#### DATA SUPPLIED ####
// SPDX-License-Identifier: MIT
// Copyright 2026 Roland Dreier <roland@rolandd.dev>

//! Shared helpers for date/time parsing and formatting.

use chrono::{DateTime, SecondsFormat, Utc};

/// Format a UTC timestamp as RFC3339 using a `Z` suffix.
pub fn format_utc_rfc3339(date: DateTime<Utc>) -> String {
    date.to_rfc3339_opts(SecondsFormat::Secs, true)
}

/// Parse a Strava timestamp (`2026-10-18T07:12:45Z`).
pub fn parse_strava_date(raw: &str) -> Option<DateTime<Utc>> {
    DateTime::parse_from_rfc3339(raw)
        .ok()
        .map(|dt| dt.with_timezone(&Utc))
}

/// Current Unix time in whole seconds.
pub fn unix_now() -> i64 {
    Utc::now().timestamp()
}

#[cfg(test)]
mod tests {
    use super::*;
    use chrono::TimeZone;

    #[test]
    fn test_parse_strava_date() {
        let parsed = parse_strava_date("2026-10-18T07:12:45Z").unwrap();
        assert_eq!(parsed, Utc.with_ymd_and_hms(2026, 10, 18, 7, 12, 45).unwrap());
        assert!(parse_strava_date("yesterday").is_none());
    }

    #[test]
    fn test_format_utc_rfc3339() {
        let date = Utc.with_ymd_and_hms(2026, 1, 2, 3, 4, 5).unwrap();
        assert_eq!(format_utc_rfc3339(date), "2026-01-02T03:04:05Z");
    }
}
// SPDX-License-Identifier: MIT
// Copyright 2026 Roland Dreier <roland@rolandd.dev>

//! API routes for authenticated users.

use crate::error::{AppError, Result};
use crate::middleware::auth::AuthUser;
use crate::models::{ActivitySummary, StravaActivity};
use crate::AppState;
use axum::{
    extract::{Path, State},
    routing::get,
    Extension, Json, Router,
};
use serde::Serialize;
use std::sync::Arc;
#[cfg(feature = "binding-generation")]
use ts_rs::TS;

/// API routes (require authentication via JWT).
/// The auth middleware is applied in routes/mod.rs for these routes.
pub fn routes() -> Router<Arc<AppState>> {
    Router::new()
        .route("/api/me", get(get_me))
        .route("/api/activities", get(get_activities))
        .route("/api/activities/{id}", get(get_activity))
}

// ─── User Profile ────────────────────────────────────────────

/// Current user response.
#[derive(Serialize)]
#[cfg_attr(feature = "binding-generation", derive(TS))]
#[cfg_attr(
    feature = "binding-generation",
    ts(export, export_to = "web/src/lib/generated/")
)]
pub struct UserResponse {
    #[cfg_attr(feature = "binding-generation", ts(type = "number"))]
    pub athlete_id: u64,
    pub firstname: String,
    pub lastname: String,
    pub display_name: String,
    pub profile_picture: Option<String>,
}

/// Get current user profile.
async fn get_me(
    State(state): State<Arc<AppState>>,
    Extension(user): Extension<AuthUser>,
) -> Result<Json<UserResponse>> {
    let profile = state
        .db
        .get_user(user.athlete_id)
        .await?
        .ok_or_else(|| AppError::NotFound(format!("User {} not found", user.athlete_id)))?;

    Ok(Json(UserResponse {
        athlete_id: profile.strava_athlete_id,
        display_name: profile.display_name(),
        firstname: profile.firstname,
        lastname: profile.lastname,
        profile_picture: profile.profile_picture,
    }))
}

// ─── Activities ──────────────────────────────────────────────

#[derive(Serialize)]
#[cfg_attr(feature = "binding-generation", derive(TS))]
#[cfg_attr(
    feature = "binding-generation",
    ts(export, export_to = "web/src/lib/generated/")
)]
pub struct ActivitiesResponse {
    pub activities: Vec<ActivitySummary>,
}

/// Dashboard list. An upstream failure shows up as an empty list.
async fn get_activities(
    State(state): State<Arc<AppState>>,
    Extension(user): Extension<AuthUser>,
) -> Json<ActivitiesResponse> {
    let now = chrono::Utc::now();
    let activities = state
        .strava_service
        .recent_activities(user.athlete_id)
        .await
        .iter()
        .map(|a| ActivitySummary::from_activity(a, now))
        .collect();

    Json(ActivitiesResponse { activities })
}

#[derive(Serialize)]
#[cfg_attr(feature = "binding-generation", derive(TS))]
#[cfg_attr(
    feature = "binding-generation",
    ts(export, export_to = "web/src/lib/generated/")
)]
pub struct ActivityDetailResponse {
    /// Activity exactly as Strava returned it
    pub activity: StravaActivity,
    pub summary: ActivitySummary,
}

async fn get_activity(
    State(state): State<Arc<AppState>>,
    Extension(user): Extension<AuthUser>,
    Path(activity_id): Path<u64>,
) -> Result<Json<ActivityDetailResponse>> {
    let activity = state
        .strava_service
        .get_activity(user.athlete_id, activity_id)
        .await?;
    let summary = ActivitySummary::from_activity(&activity, chrono::Utc::now());

    Ok(Json(ActivityDetailResponse { activity, summary }))
}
####
Write down again, exactly as given, only the lines above that fall from the line with "Format a UTC" to the line with "in whole seconds.", inclusive.

> **ANSWER SPACE**:
/// Format a UTC timestamp as RFC3339 using a `Z` suffix.
pub fn format_utc_rfc3339(date: DateTime<Utc>) -> String {
    date.to_rfc3339_opts(SecondsFormat::Secs, true)
}

/// Parse a Strava timestamp (`2026-10-18T07:12:45Z`).
pub fn parse_strava_date(raw: &str) -> Option<DateTime<Utc>> {
    DateTime::parse_from_rfc3339(raw)
        .ok()
        .map(|dt| dt.with_timezone(&Utc))
}

/// Current Unix time in whole seconds.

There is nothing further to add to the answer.